D. Frei Henrique de Coimbra was a confessor of D. John II and of the Convent of Jesus (Setúbal). He was an observant in Alenquer, at the first Franciscan Convent in Portugal. In Pedro Álvares Cabral's expedition, Henrique de Coimbra led a group of religious men destined for missions in the East. In Calicut, after the discovery of Brazil and the voyage to India, five out of the eight religious men were killed in a clash with Muslims following the betrayal of the Samorim. Due to the mission's failure, Henrique de Coimbra returned to Portugal.

D. Manuel I then chose him as the Bishop of Ceuta, Primate of Africa, and Apostolic Administrator of Valença, confirmed by Pope Julius II on 30 January 1506.

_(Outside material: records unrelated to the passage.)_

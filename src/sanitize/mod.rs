//! Request sanitization for the anthropic upstream
//!
//! Conversation histories echoed back by the client may contain thinking
//! blocks that originated from the zai upstream on earlier turns. Anthropic
//! verifies the `signature` on any thinking block it is sent, so zai-shaped
//! blocks must be converted to plain text before forwarding, while genuine
//! anthropic blocks must pass through byte-identical or verification fails.
//!
//! Origin is decided against the signature store populated from anthropic
//! responses. Everything here is fail-safe: a body that does not parse, or
//! that parses to something unexpected, is returned unchanged. When nothing
//! needed fixing the original bytes are returned byte-identical.

mod structure;
mod thinking;

use crate::signatures::SignatureStore;
use bytes::Bytes;
use serde_json::Value;

enum ThinkingPolicy<'a> {
    /// Production path: keep anthropic-origin blocks verbatim, convert the
    /// rest to tagged text.
    StoreAware(&'a SignatureStore),
    /// Legacy path for callers without a store: normalize every thinking
    /// block into the anthropic shape.
    Normalize,
}

/// Record the signatures of all thinking blocks in an anthropic response
/// body. The body itself is never modified; malformed JSON is a no-op.
pub fn extract_and_record_signatures(body: &[u8], store: &SignatureStore) {
    let Ok(root) = serde_json::from_slice::<Value>(body) else {
        return;
    };
    let Some(blocks) = root.get("content").and_then(Value::as_array) else {
        return;
    };
    for block in blocks {
        if block.get("type").and_then(Value::as_str) != Some("thinking") {
            continue;
        }
        if let Some(signature) = thinking::signature_of(block) {
            store.add(signature);
        }
    }
}

/// Sanitize a client request body for the anthropic upstream.
///
/// Thinking blocks are classified by origin against the store; zai-origin
/// blocks become tagged text; the message sequence is then repaired
/// (leading role, alternation, empties, orphaned tool results). Returns the
/// original bytes unchanged when nothing needed fixing or the body is not a
/// messages request.
pub fn sanitize_request(body: &Bytes, store: &SignatureStore) -> Bytes {
    sanitize_with_policy(body, &ThinkingPolicy::StoreAware(store))
}

/// Legacy store-less sanitizer: every thinking block is rewritten into the
/// anthropic shape instead of being origin-classified.
pub fn sanitize_request_no_store(body: &Bytes) -> Bytes {
    sanitize_with_policy(body, &ThinkingPolicy::Normalize)
}

fn sanitize_with_policy(body: &Bytes, policy: &ThinkingPolicy) -> Bytes {
    let Ok(mut root) = serde_json::from_slice::<Value>(body) else {
        return body.clone();
    };
    let Some(messages) = root.get_mut("messages").and_then(Value::as_array_mut) else {
        return body.clone();
    };

    let mut changed = false;
    for message in messages.iter_mut() {
        changed |= sanitize_message(message, policy);
    }

    // Structure repair must run before orphan detection: dropping a leading
    // assistant message can orphan a tool_result further down.
    changed |= structure::repair_structure(messages);
    changed |= structure::repair_orphan_tool_results(messages);

    if !changed {
        return body.clone();
    }
    match serde_json::to_vec(&root) {
        Ok(serialized) => Bytes::from(serialized),
        Err(_) => body.clone(),
    }
}

fn sanitize_message(message: &mut Value, policy: &ThinkingPolicy) -> bool {
    // String content is left alone; only block arrays are walked.
    let Some(blocks) = message.get_mut("content").and_then(Value::as_array_mut) else {
        return false;
    };
    sanitize_blocks(blocks, policy)
}

fn sanitize_blocks(blocks: &mut [Value], policy: &ThinkingPolicy) -> bool {
    let mut changed = false;
    for block in blocks.iter_mut() {
        match block.get("type").and_then(Value::as_str) {
            Some("thinking") => changed |= sanitize_thinking_block(block, policy),
            Some("tool_result") => {
                // tool_result content can itself be a block array.
                if let Some(nested) = block.get_mut("content").and_then(Value::as_array_mut) {
                    changed |= sanitize_blocks(nested, policy);
                }
            }
            _ => {}
        }
    }
    changed
}

fn sanitize_thinking_block(block: &mut Value, policy: &ThinkingPolicy) -> bool {
    match policy {
        ThinkingPolicy::StoreAware(store) => {
            // Origin detection, in order:
            // 1. Signature we have seen from anthropic: keep verbatim so
            //    anthropic can verify it.
            // 2. A `thinking` sub-field marks the zai dialect: convert.
            // 3. Unrecognized but present signature: keep verbatim. Covers
            //    anthropic-origin blocks from before a proxy restart, whose
            //    signatures the store never saw.
            // 4. No evidence of anthropic origin: convert.
            if let Some(signature) = thinking::signature_of(block) {
                if store.has(signature) {
                    return false;
                }
                if !thinking::has_thinking_subfield(block) {
                    return false;
                }
            }
            *block = thinking::glm_text_block(block);
            true
        }
        ThinkingPolicy::Normalize => {
            let normalized = thinking::normalized_thinking_block(block);
            if *block == normalized {
                false
            } else {
                *block = normalized;
                true
            }
        }
    }
}
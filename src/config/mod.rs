//! Configuration for the routing proxy
//!
//! Configuration is loaded in order of precedence:
//! 1. Environment variables (highest priority)
//! 2. Config file (~/.config/cc-glm/config.toml)
//! 3. Built-in defaults (lowest priority)
//!
//! The loaded [`Config`] is immutable for the life of the process and is
//! shared by reference with every component.

use serde::Deserialize;
use std::path::PathBuf;

// ─────────────────────────────────────────────────────────────────────────────
// Submodules
// ─────────────────────────────────────────────────────────────────────────────

mod lifecycle;
mod observability;
mod routing;
mod serialization;

#[cfg(test)]
mod tests;

// ─────────────────────────────────────────────────────────────────────────────
// Re-exports
// ─────────────────────────────────────────────────────────────────────────────

pub use lifecycle::LifecycleConfig;
pub use observability::{LogLevel, LoggingConfig, SignatureStoreConfig};
pub use routing::{
    AnthropicUpstreamConfig, RouteRule, RoutingConfig, UpstreamName, UpstreamsConfig,
    ZaiUpstreamConfig,
};

pub(crate) use lifecycle::FileLifecycle;
pub(crate) use observability::{FileLogging, FileSignatureStore};

// ─────────────────────────────────────────────────────────────────────────────
// Constants
// ─────────────────────────────────────────────────────────────────────────────

/// Version info
pub const VERSION: &str = env!("CARGO_PKG_VERSION");

/// File name of the structured JSON-lines log inside the state directory.
pub const STRUCTURED_LOG_FILE: &str = "cc-glm.jsonl";

// ─────────────────────────────────────────────────────────────────────────────
// Application configuration
// ─────────────────────────────────────────────────────────────────────────────

/// Listen address for the proxy server.
#[derive(Debug, Clone, Deserialize)]
#[serde(default)]
pub struct ProxyConfig {
    pub host: String,
    pub port: u16,
}

impl Default for ProxyConfig {
    fn default() -> Self {
        Self {
            host: "127.0.0.1".to_string(),
            port: 8787,
        }
    }
}

/// Application configuration.
#[derive(Debug, Clone)]
pub struct Config {
    /// Address to bind the proxy server to
    pub proxy: ProxyConfig,

    /// The two upstream endpoints
    pub upstreams: UpstreamsConfig,

    /// Ordered routing rules plus the default upstream
    pub routing: RoutingConfig,

    /// Singleton start/stop tunables and the state directory
    pub lifecycle: LifecycleConfig,

    /// Thinking-signature LRU capacity
    pub signature_store: SignatureStoreConfig,

    /// Log verbosity and sink
    pub logging: LoggingConfig,
}

impl Default for Config {
    fn default() -> Self {
        Self {
            proxy: ProxyConfig::default(),
            upstreams: UpstreamsConfig::default(),
            routing: RoutingConfig::default(),
            lifecycle: LifecycleConfig::default(),
            signature_store: SignatureStoreConfig::default(),
            logging: LoggingConfig::default(),
        }
    }
}

impl Config {
    /// Resolved path of the structured log file: explicit `logging.file`,
    /// else `<state_dir>/cc-glm.jsonl`.
    pub fn structured_log_path(&self) -> PathBuf {
        self.logging
            .file
            .clone()
            .unwrap_or_else(|| self.lifecycle.state_dir.join(STRUCTURED_LOG_FILE))
    }
}

// ─────────────────────────────────────────────────────────────────────────────
// File configuration (deserialization layer)
// ─────────────────────────────────────────────────────────────────────────────

/// Config file structure. Every section is optional; missing sections take
/// their defaults.
#[derive(Debug, Deserialize, Default)]
pub(crate) struct FileConfig {
    pub proxy: Option<ProxyConfig>,
    pub upstream: Option<UpstreamsConfig>,
    pub routing: Option<RoutingConfig>,
    pub lifecycle: Option<FileLifecycle>,
    pub signature_store: Option<FileSignatureStore>,
    pub logging: Option<FileLogging>,
}

// ─────────────────────────────────────────────────────────────────────────────
// Configuration loading
// ─────────────────────────────────────────────────────────────────────────────

impl Config {
    /// Get the config file path: ~/.config/cc-glm/config.toml
    pub fn config_path() -> Option<PathBuf> {
        dirs::home_dir().map(|p| p.join(".config").join("cc-glm").join("config.toml"))
    }

    /// Load file config if it exists.
    ///
    /// A config file that exists but cannot be parsed is a fatal error:
    /// silently falling back to defaults would have the proxy routing to the
    /// wrong upstream while the user debugs the wrong thing.
    fn load_file_config() -> FileConfig {
        let Some(path) = Self::config_path() else {
            return FileConfig::default();
        };

        match std::fs::read_to_string(&path) {
            Ok(contents) => match toml::from_str(&contents) {
                Ok(config) => config,
                Err(e) => {
                    eprintln!("error: failed to parse config file {}", path.display());
                    eprintln!("  {}", e);
                    eprintln!("  To reset, delete the file and restart cc-glm.");
                    std::process::exit(1);
                }
            },
            Err(e) if e.kind() == std::io::ErrorKind::NotFound => FileConfig::default(),
            Err(e) => {
                eprintln!("error: cannot read config file {}: {}", path.display(), e);
                std::process::exit(1);
            }
        }
    }

    /// Load configuration: env vars > file > defaults.
    pub fn from_env() -> Self {
        let file = Self::load_file_config();
        Self::from_file_config(file)
    }

    pub(crate) fn from_file_config(file: FileConfig) -> Self {
        let mut proxy = file.proxy.unwrap_or_default();

        // Bind override: CC_GLM_BIND="host:port"
        if let Ok(bind) = std::env::var("CC_GLM_BIND") {
            if let Some((host, port)) = bind.rsplit_once(':') {
                if let Ok(port) = port.parse::<u16>() {
                    proxy.host = host.to_string();
                    proxy.port = port;
                }
            }
        }

        let mut upstreams = file.upstream.unwrap_or_default();

        // API key for zai: env takes precedence over file
        if let Ok(key) = std::env::var("ZAI_API_KEY") {
            if !key.is_empty() {
                upstreams.zai.api_key = Some(key);
            }
        }

        let routing = file.routing.unwrap_or_default();
        let lifecycle = LifecycleConfig::from_file(file.lifecycle);
        let signature_store = SignatureStoreConfig::from_file(file.signature_store);
        let logging = LoggingConfig::from_file(file.logging);

        Self {
            proxy,
            upstreams,
            routing,
            lifecycle,
            signature_store,
            logging,
        }
    }
}
//! Port probing and port-ownership verification
//!
//! Two distinct questions: "is something listening on the port?" (a TCP
//! connect probe) and "is this specific PID the listener?" (an `lsof`
//! query). The second is the anti-PID-reuse guard: a recycled PID that
//! happens to be alive must never be treated as our server, and must never
//! be signaled by `stop`.

use std::net::{TcpStream, ToSocketAddrs};
use std::process::Command;
use std::time::Duration;

const CONNECT_PROBE_TIMEOUT: Duration = Duration::from_millis(250);

/// Whether anything is accepting connections on `host:port`.
pub(crate) fn is_port_listening(host: &str, port: u16) -> bool {
    let Ok(addrs) = (host, port).to_socket_addrs() else {
        return false;
    };
    for addr in addrs {
        if TcpStream::connect_timeout(&addr, CONNECT_PROBE_TIMEOUT).is_ok() {
            return true;
        }
    }
    false
}

/// Whether the OS reports `pid` as a listener on `port`.
///
/// Closed check via `lsof -nP -t -iTCP:<port> -sTCP:LISTEN`: the PID must
/// appear in the listener list. Anything else - lsof missing, command
/// failure, no match - is `false`.
pub(crate) fn pid_owns_port(pid: u32, port: u16) -> bool {
    let output = Command::new("lsof")
        .args(["-nP", "-t", &format!("-iTCP:{}", port), "-sTCP:LISTEN"])
        .output();

    match output {
        Ok(out) if out.status.success() => String::from_utf8_lossy(&out.stdout)
            .lines()
            .any(|line| line.trim().parse::<u32>() == Ok(pid)),
        _ => false,
    }
}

In 1512, he reached an agreement with the Archbishop of Braga, D. Diogo de Sousa, which led to the inclusion of Olivença in the territory of the Diocese of Ceuta. It was in Olivença that he established the seat of his bishopric. In this location, Henrique de Coimbra built the episcopal palace, the court, and the jail, as well as the Church of Santa Maria Madalena, which served as the cathedral and is "one of the noblest and purest examples of Manueline architecture" (Reinaldo dos Santos, O Manuelino). It was in this temple that the mortal remains of Henrique de Coimbra were kept.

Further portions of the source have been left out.